§ THE PROBLEM: The expected output is the first line of the data below and every line after it, up to and including the line containing "the version reply.", each reproduced exactly.

(Records drawn from a dataset)
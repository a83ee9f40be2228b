//! Motion tunables and provisioning defaults.
//!
//! Timing constants are in milliseconds of the 1 ms stall tick; lengths are in
//! Hall-1 ticks (two per motor revolution, `2 * GEAR_RATIO` per curtain-rod
//! revolution).

/// Motor revolutions per curtain-rod revolution.
pub const GEAR_RATIO: i32 = 171;

/// Gate PWM duty cycle applied when the bridge is first energized; the
/// regulator adjusts it toward the target RPM from there.
pub const INITIAL_PWM: u8 = 60;

/// Target RPM used when no speed has been configured.
pub const DEFAULT_TARGET_SPEED: u8 = 18;

/// No Hall-1 edge for this long while driving means the rotor has stalled.
pub const HALL_TIMEOUT_MS: u32 = 300;

/// Longer stall allowance while decelerating toward the target, where the
/// rotor legitimately turns slowly enough to starve the edge stream.
pub const HALL_TIMEOUT_WHILE_STOPPING_MS: u32 = 600;

/// Stall detection is suppressed for this long after energizing, giving the
/// motor time to gather speed from `INITIAL_PWM`.
pub const MOVEMENT_GRACE_PERIOD_MS: u32 = 2000;

/// De-energized settling time after an upward stall, letting curtain tension
/// unwind before the top position is latched as location 0.
pub const ENDPOINT_CALIBRATION_PERIOD_MS: u32 = 2000;

/// Bridge settle time between de-energizing and re-energizing.
pub const MOTOR_SETTLE_MS: u32 = 10;

/// Factory curtain length: 13 rod revolutions in Hall-1 ticks.
pub const DEFAULT_FULL_CURTAIN_LENGTH: u16 = (13 * 2 * GEAR_RATIO) as u16;

/// Minimum battery voltage in sixteenths of a volt; 0 disables the check.
pub const DEFAULT_MINIMUM_VOLTAGE: u16 = 0;

/// Auto-calibration (roll up until stall at power-on) ships enabled.
pub const DEFAULT_AUTO_CALIBRATION: bool = true;

/// Scales how far from the target deceleration begins; larger starts earlier.
pub const DEFAULT_SLOWDOWN_FACTOR: u8 = 8;

/// RPM floor while approaching the target.
pub const DEFAULT_MIN_SLOWDOWN_SPEED: u8 = 3;

/// Reported in the version reply.
pub const VERSION_MAJOR: u8 = 0;
pub const VERSION_MINOR: u8 = 1;

/// Battery level byte of the status reply.
// TODO: derive from the battery voltage divider once the gauge curve is characterized
pub const BATTERY_LEVEL: u8 = 0x12;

§ OUTPUT OF THE TASK:
repository a83ee9f40be2228b
//! Motion tunables and provisioning defaults.
//!
//! Timing constants are in milliseconds of the 1 ms stall tick; lengths are in
//! Hall-1 ticks (two per motor revolution, `2 * GEAR_RATIO` per curtain-rod
//! revolution).

/// Motor revolutions per curtain-rod revolution.
pub const GEAR_RATIO: i32 = 171;

/// Gate PWM duty cycle applied when the bridge is first energized; the
/// regulator adjusts it toward the target RPM from there.
pub const INITIAL_PWM: u8 = 60;

/// Target RPM used when no speed has been configured.
pub const DEFAULT_TARGET_SPEED: u8 = 18;

/// No Hall-1 edge for this long while driving means the rotor has stalled.
pub const HALL_TIMEOUT_MS: u32 = 300;

/// Longer stall allowance while decelerating toward the target, where the
/// rotor legitimately turns slowly enough to starve the edge stream.
pub const HALL_TIMEOUT_WHILE_STOPPING_MS: u32 = 600;

/// Stall detection is suppressed for this long after energizing, giving the
/// motor time to gather speed from `INITIAL_PWM`.
pub const MOVEMENT_GRACE_PERIOD_MS: u32 = 2000;

/// De-energized settling time after an upward stall, letting curtain tension
/// unwind before the top position is latched as location 0.
pub const ENDPOINT_CALIBRATION_PERIOD_MS: u32 = 2000;

/// Bridge settle time between de-energizing and re-energizing.
pub const MOTOR_SETTLE_MS: u32 = 10;

/// Factory curtain length: 13 rod revolutions in Hall-1 ticks.
pub const DEFAULT_FULL_CURTAIN_LENGTH: u16 = (13 * 2 * GEAR_RATIO) as u16;

/// Minimum battery voltage in sixteenths of a volt; 0 disables the check.
pub const DEFAULT_MINIMUM_VOLTAGE: u16 = 0;

/// Auto-calibration (roll up until stall at power-on) ships enabled.
pub const DEFAULT_AUTO_CALIBRATION: bool = true;

/// Scales how far from the target deceleration begins; larger starts earlier.
pub const DEFAULT_SLOWDOWN_FACTOR: u8 = 8;

/// RPM floor while approaching the target.
pub const DEFAULT_MIN_SLOWDOWN_SPEED: u8 = 3;

/// Reported in the version reply.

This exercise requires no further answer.